:: Records ::

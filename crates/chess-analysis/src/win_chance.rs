//! Win-probability model.
//!
//! Maps an evaluation to the percentage chance that the perspective side
//! wins, using the logistic curve popularised by Lichess.

use crate::Evaluation;

/// Slope of the logistic curve.
pub const WIN_CHANCE_K: f64 = 0.003_682_08;

/// Centipawn scores beyond this are treated as this value.
pub const WIN_CHANCE_CLAMP_CP: i32 = 1500;

/// Win-chance lost per move of mate distance.
const MATE_DISTANCE_STEP: f64 = 0.03;

/// Mate distances beyond this all map to the same value.
const MATE_DISTANCE_CAP: i32 = 10;

/// Win chance (0..=100) for a centipawn score.
///
/// `win_chance(0) == 50` and `win_chance(-x) == 100 - win_chance(x)`.
pub fn win_chance(cp: i32) -> f64 {
    let clamped = cp.clamp(-WIN_CHANCE_CLAMP_CP, WIN_CHANCE_CLAMP_CP) as f64;
    100.0 / (1.0 + (-WIN_CHANCE_K * clamped).exp())
}

/// Win chance (0..=100) for any evaluation.
///
/// Mate scores sit beyond the centipawn range: a nearer mate is closer to
/// 100 (or 0 when it is against the perspective side).
pub fn evaluation_win_chance(eval: Evaluation) -> f64 {
    match eval {
        Evaluation::Centipawns(cp) => win_chance(cp),
        Evaluation::Mate(n) if n > 0 => mate_win_chance(n),
        Evaluation::Mate(n) => 100.0 - mate_win_chance(-n),
        Evaluation::MateDelivered => 100.0,
        Evaluation::Mated => 0.0,
    }
}

fn mate_win_chance(distance: i32) -> f64 {
    100.0 - MATE_DISTANCE_STEP * distance.clamp(1, MATE_DISTANCE_CAP) as f64
}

:::

● The task:
The number of lines in the data that hold "logistic" is all that should be given.

● Solution to this exercise:
2